In order to make that happen, they have to rev up vaccination efforts.
It started with a late afternoon plea on social media from the city; too many no-shows for appointments at the Appling vaccination site.
“We didn’t know we would be able to get them like we did but my wife heard today they had extra shots and we could come on and get in line until they ran out,” said Bartlett resident Rick Collum.
Collum and his wife waited in line for over an hour to receive their first dose of the Pfizer vaccine even though they’re both under the age of 65 and don’t fall into any of the current vaccination phases.
However, the name of the game now is to make sure that no vaccine is wasted.
It was a similar scene at the vaccination sites at the Pipkin building and Raleigh location after workers realized that they had about 350 doses that had to be administered that day.
Residents like Collum say they are desperate to return to some sense of normalcy.
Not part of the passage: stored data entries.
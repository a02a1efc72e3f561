//! Progression state: the aggregate root every engine operation transforms.
use serde::{Deserialize, Serialize};
use std::collections::BTreeMap;

use crate::catalog::Skill;
use crate::generator::start_task;
use crate::position::{Position, TileSet};
use crate::rewards::RewardPolicy;
use crate::task::Task;

/// Hiscores snapshot: one level per skill plus the overall total.
#[derive(Debug, Clone, Copy, PartialEq, Eq, Serialize, Deserialize)]
#[serde(default)]
pub struct PlayerStats {
    pub overall: u32,
    pub attack: u32,
    pub defence: u32,
    pub strength: u32,
    pub hitpoints: u32,
    pub ranged: u32,
    pub prayer: u32,
    pub magic: u32,
    pub cooking: u32,
    pub woodcutting: u32,
    pub fletching: u32,
    pub fishing: u32,
    pub firemaking: u32,
    pub crafting: u32,
    pub smithing: u32,
    pub mining: u32,
    pub herblore: u32,
    pub agility: u32,
    pub thieving: u32,
    pub slayer: u32,
    pub farming: u32,
    pub runecraft: u32,
    pub hunter: u32,
    pub construction: u32,
}

impl Default for PlayerStats {
    /// Fresh account: level 1 everywhere except 10 Hitpoints.
    fn default() -> Self {
        Self::uniform(1).with_level(Skill::Hitpoints, 10)
    }
}

impl PlayerStats {
    /// Every skill at `level`, with a matching overall total.
    #[must_use]
    pub fn uniform(level: u32) -> Self {
        let mut stats = Self {
            overall: 0,
            attack: level,
            defence: level,
            strength: level,
            hitpoints: level,
            ranged: level,
            prayer: level,
            magic: level,
            cooking: level,
            woodcutting: level,
            fletching: level,
            fishing: level,
            firemaking: level,
            crafting: level,
            smithing: level,
            mining: level,
            herblore: level,
            agility: level,
            thieving: level,
            slayer: level,
            farming: level,
            runecraft: level,
            hunter: level,
            construction: level,
        };
        stats.overall = stats.total_level();
        stats
    }

    #[must_use]
    pub const fn level(&self, skill: Skill) -> u32 {
        match skill {
            Skill::Attack => self.attack,
            Skill::Defence => self.defence,
            Skill::Strength => self.strength,
            Skill::Hitpoints => self.hitpoints,
            Skill::Ranged => self.ranged,
            Skill::Prayer => self.prayer,
            Skill::Magic => self.magic,
            Skill::Cooking => self.cooking,
            Skill::Woodcutting => self.woodcutting,
            Skill::Fletching => self.fletching,
            Skill::Fishing => self.fishing,
            Skill::Firemaking => self.firemaking,
            Skill::Crafting => self.crafting,
            Skill::Smithing => self.smithing,
            Skill::Mining => self.mining,
            Skill::Herblore => self.herblore,
            Skill::Agility => self.agility,
            Skill::Thieving => self.thieving,
            Skill::Slayer => self.slayer,
            Skill::Farming => self.farming,
            Skill::Runecraft => self.runecraft,
            Skill::Hunter => self.hunter,
            Skill::Construction => self.construction,
        }
    }

    const fn level_mut(&mut self, skill: Skill) -> &mut u32 {
        match skill {
            Skill::Attack => &mut self.attack,
            Skill::Defence => &mut self.defence,
            Skill::Strength => &mut self.strength,
            Skill::Hitpoints => &mut self.hitpoints,
            Skill::Ranged => &mut self.ranged,
            Skill::Prayer => &mut self.prayer,
            Skill::Magic => &mut self.magic,
            Skill::Cooking => &mut self.cooking,
            Skill::Woodcutting => &mut self.woodcutting,
            Skill::Fletching => &mut self.fletching,
            Skill::Fishing => &mut self.fishing,
            Skill::Firemaking => &mut self.firemaking,
            Skill::Crafting => &mut self.crafting,
            Skill::Smithing => &mut self.smithing,
            Skill::Mining => &mut self.mining,
            Skill::Herblore => &mut self.herblore,
            Skill::Agility => &mut self.agility,
            Skill::Thieving => &mut self.thieving,
            Skill::Slayer => &mut self.slayer,
            Skill::Farming => &mut self.farming,
            Skill::Runecraft => &mut self.runecraft,
            Skill::Hunter => &mut self.hunter,
            Skill::Construction => &mut self.construction,
        }
    }

    /// Copy with one skill replaced; the overall total is recomputed.
    #[must_use]
    pub fn with_level(mut self, skill: Skill, level: u32) -> Self {
        *self.level_mut(skill) = level;
        self.overall = self.total_level();
        self
    }

    /// Sum of the individual skill levels.
    #[must_use]
    pub fn total_level(&self) -> u32 {
        Skill::ALL
            .into_iter()
            .fold(0_u32, |acc, skill| acc.saturating_add(self.level(skill)))
    }
}

/// Derived state of a single tile.
#[derive(Debug, Clone, Copy, PartialEq, Eq, Hash, Serialize, Deserialize)]
#[serde(rename_all = "lowercase")]
pub enum TileState {
    Locked,
    Unlocked,
    Completed,
}

/// Everything persisted for one player's grid run.
#[derive(Debug, Clone, PartialEq, Eq, Serialize, Deserialize)]
#[serde(rename_all = "camelCase")]
pub struct ProgressionState {
    pub player_name: String,
    pub player_stats: PlayerStats,
    /// Unix milliseconds of the last successful stat fetch.
    #[serde(rename = "statsLastFetched", default)]
    pub stats_fetched_at: i64,
    pub keys: u32,
    pub gold: u64,
    #[serde(default)]
    pub unlocked_tiles: TileSet,
    #[serde(default)]
    pub completed_tiles: TileSet,
    #[serde(default)]
    pub visible_tiles: TileSet,
    #[serde(default)]
    pub tile_tasks: BTreeMap<Position, Task>,
    #[serde(default)]
    pub last_updated: i64,
}

impl ProgressionState {
    /// Fresh run: starting resources, the Start task on the origin, nothing
    /// unlocked yet.
    #[must_use]
    pub fn new(player_name: &str, stats: PlayerStats, now_ms: i64, policy: &RewardPolicy) -> Self {
        let mut tile_tasks = BTreeMap::new();
        tile_tasks.insert(Position::ORIGIN, start_task(&policy.start_task));
        Self {
            player_name: player_name.trim().to_string(),
            player_stats: stats,
            stats_fetched_at: now_ms,
            keys: policy.starting.keys,
            gold: policy.starting.gold,
            unlocked_tiles: TileSet::new(),
            completed_tiles: TileSet::new(),
            visible_tiles: std::iter::once(Position::ORIGIN).collect(),
            tile_tasks,
            last_updated: now_ms,
        }
    }

    #[must_use]
    pub fn task_at(&self, position: Position) -> Option<&Task> {
        self.tile_tasks.get(&position)
    }

    /// Case-insensitive owner check.
    #[must_use]
    pub fn belongs_to(&self, player_name: &str) -> bool {
        self.player_name.eq_ignore_ascii_case(player_name.trim())
    }

    /// Copy carrying a fresh stat snapshot.
    #[must_use]
    pub fn with_stats(&self, stats: PlayerStats, fetched_at: i64) -> Self {
        Self {
            player_stats: stats,
            stats_fetched_at: fetched_at,
            last_updated: fetched_at,
            ..self.clone()
        }
    }

    /// Copy with `last_updated` advanced.
    #[must_use]
    pub fn touched(mut self, now_ms: i64) -> Self {
        self.last_updated = now_ms;
        self
    }
}

#[cfg(test)]
mod tests {
    use super::*;
    use crate::task::TaskCategory;

    #[test]
    fn default_stats_model_a_fresh_account() {
        let stats = PlayerStats::default();
        assert_eq!(stats.level(Skill::Hitpoints), 10);
        assert_eq!(stats.level(Skill::Runecraft), 1);
        assert_eq!(stats.overall, 32);
    }

    #[test]
    fn with_level_updates_one_skill_and_total() {
        let stats = PlayerStats::uniform(50).with_level(Skill::Mining, 99);
        assert_eq!(stats.level(Skill::Mining), 99);
        assert_eq!(stats.level(Skill::Fishing), 50);
        assert_eq!(stats.overall, 50 * 22 + 99);
    }

    #[test]
    fn stats_accept_partial_records() {
        let stats: PlayerStats = serde_json::from_str(r#"{"attack": 70, "overall": 900}"#).unwrap();
        assert_eq!(stats.attack, 70);
        assert_eq!(stats.overall, 900);
        assert_eq!(stats.hitpoints, 10);
    }

    #[test]
    fn new_state_seeds_origin() {
        let policy = RewardPolicy::default();
        let state = ProgressionState::new(" Zezima ", PlayerStats::default(), 1_000, &policy);
        assert_eq!(state.player_name, "Zezima");
        assert_eq!(state.keys, 1);
        assert_eq!(state.gold, 50);
        assert!(state.unlocked_tiles.is_empty());
        assert!(state.visible_tiles.contains(Position::ORIGIN));
        let start = state.task_at(Position::ORIGIN).unwrap();
        assert_eq!(start.category, TaskCategory::Start);
        assert!(state.belongs_to("zezima"));
        assert!(!state.belongs_to("lynx titan"));
    }

    #[test]
    fn state_round_trips_through_json() {
        let policy = RewardPolicy::default();
        let state = ProgressionState::new("Zezima", PlayerStats::uniform(40), 5, &policy);
        let json = serde_json::to_string(&state).unwrap();
        assert!(json.contains("\"tileTasks\":{\"0,0\""));
        assert!(json.contains("\"statsLastFetched\":5"));
        let restored: ProgressionState = serde_json::from_str(&json).unwrap();
        assert_eq!(restored, state);
    }
}
use std::collections::BTreeMap;
use std::hash::Hasher;

use runetile_game::{
    DailyDifficulty, PlayerStats, QuestRecord, RewardPolicy, Task, TaskCategory,
    generate_all_daily_tasks,
};
use serde::Deserialize;
use serde_json::Value;
use twox_hash::XxHash64;

#[derive(Deserialize)]
struct Fixture {
    name: String,
    stats: PlayerStats,
    quests: Vec<QuestRecord>,
}

fn load_policy() -> RewardPolicy {
    RewardPolicy::from_json(include_str!("../../assets/data/reward_policy.json")).unwrap()
}

fn load_players() -> Vec<Fixture> {
    serde_json::from_str(include_str!("../../assets/data/players.json")).unwrap()
}

fn snapshot_hash(bytes: &[u8]) -> u64 {
    let mut hasher = XxHash64::with_seed(0);
    hasher.write(bytes);
    hasher.finish()
}

#[test]
fn shipped_policy_matches_compiled_default() {
    let policy = load_policy();
    policy.validate().unwrap();
    assert_eq!(policy, RewardPolicy::default());

    let shipped = serde_json::to_vec(&policy).unwrap();
    let compiled = serde_json::to_vec(&RewardPolicy::default()).unwrap();
    assert_eq!(snapshot_hash(&shipped), snapshot_hash(&compiled));
}

#[test]
fn partial_policy_keeps_defaults() {
    let policy = RewardPolicy::from_json(r#"{"shop":{"key_price":250}}"#).unwrap();
    assert_eq!(policy.shop.key_price, 250);
    assert_eq!(policy.boss, RewardPolicy::default().boss);

    let inverted = r#"{"quest":{"keys":1,"gold":100,"difficulty":{"easy":0,"medium":2,"hard":3}},
        "boss":{"low":{"difficulty":"easy","kills":{"min":30,"max":10},"gold_per_kill":15,"keys":0},
                "mid":{"difficulty":"medium","kills":{"min":5,"max":15},"gold_per_kill":40,"keys":0},
                "high":{"difficulty":"hard","kills":{"min":3,"max":8},"gold_per_kill":100,"keys":0},
                "elite":{"difficulty":"elite","kills":{"min":1,"max":3},"gold_per_kill":400,"keys":1}}}"#;
    assert!(RewardPolicy::from_json(inverted).is_err());
}

#[test]
fn player_fixtures_are_consistent() {
    let players = load_players();
    assert!(players.len() >= 3);
    for fixture in &players {
        assert_eq!(
            fixture.stats.overall,
            fixture.stats.total_level(),
            "{} overall drifted",
            fixture.name
        );
        assert!(!fixture.quests.is_empty(), "{} has no quests", fixture.name);
    }
}

#[test]
fn daily_snapshot_is_stable_per_date() {
    let policy = RewardPolicy::default();
    let mut snapshot = BTreeMap::new();
    for day in 1..=7 {
        let date = format!("2024-05-{day:02}");
        let tasks = generate_all_daily_tasks(&date, &policy.daily);
        let bytes = serde_json::to_vec(&tasks).unwrap();
        let again = serde_json::to_vec(&generate_all_daily_tasks(&date, &policy.daily)).unwrap();
        assert_eq!(snapshot_hash(&bytes), snapshot_hash(&again), "{date}");
        snapshot.insert(date, snapshot_hash(&bytes));
    }
    let distinct: std::collections::HashSet<_> = snapshot.values().collect();
    assert_eq!(distinct.len(), snapshot.len());
}

#[test]
fn daily_tasks_serialize_expected_shape() {
    let policy = RewardPolicy::default();
    let tasks = generate_all_daily_tasks("2024-05-01", &policy.daily);
    for (task, difficulty) in tasks.iter().zip(DailyDifficulty::ALL) {
        let value = serde_json::to_value(task).unwrap();
        assert_eq!(value["category"], Value::from("daily"));
        assert_eq!(value["id"], Value::from(format!("daily-{difficulty}-2024-05-01")));
        let rewards = value["rewards"].as_array().unwrap();
        assert!(rewards.iter().all(|reward| reward["type"].is_string()));
        assert_eq!(value["requirements"].as_array().unwrap().len(), 1);
    }
}

#[test]
fn legacy_drop_tasks_load_as_boss() {
    let json = r#"{
        "id": "drop_3,4",
        "category": "drop",
        "difficulty": "medium",
        "title": "Boss: Vorkath",
        "description": "Kill Vorkath 5 times",
        "requirements": [{"type": "boss", "name": "Vorkath", "kill_count": 5}],
        "rewards": [{"type": "gold", "amount": 200}]
    }"#;
    let task: Task = serde_json::from_str(json).unwrap();
    assert_eq!(task.category, TaskCategory::Boss);
    assert_eq!(task.rewards[0].description(), "200 Gold");
}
“Man get the shot. It’s been over a year, Feb 15th of last year 2020 that (when) we’ve actually hugged our grandkids or been in any of our kids’ homes,” said Collum.
The city of Memphis is under additional pressure to properly administer the vaccine after the state announced Shelby county had to throw out 2,500 doses due to expiration.
State Health Commissioner Dr. Lisa Piercy sent a letter to the CDC last month seeking additional help.
“I want to alert you that the CDC team arrived Sunday night and came into Shelby County Health Department alongside us on Monday morning. Our teams continue to work together there,” said Piercy.
Tuesday the Memphis City Council passed a resolution asking that the federal and state investigation into the County Health Department’s handling of the vaccine be made public and transparent.
The council also approved $1 million to support the city’s vaccination efforts.
Mayor Jim Strickland said Tuesday sites like the one on Appling cost about $100,000 a month to operate.
That’s money well spent for people like Collum who is hoping vaccination is the key to getting back to the things he loves.
“I like to go to college baseball games down at Ole Miss and I got season tickets and I can’t go until I get my second shot,” he said.
Strickland expects that $1 million approved by the city council to be reimbursed through the state or federal dollars.
The city is also getting some help in the vaccination effort.
Walgreens will begin public vaccinations at 13 locations starting Friday.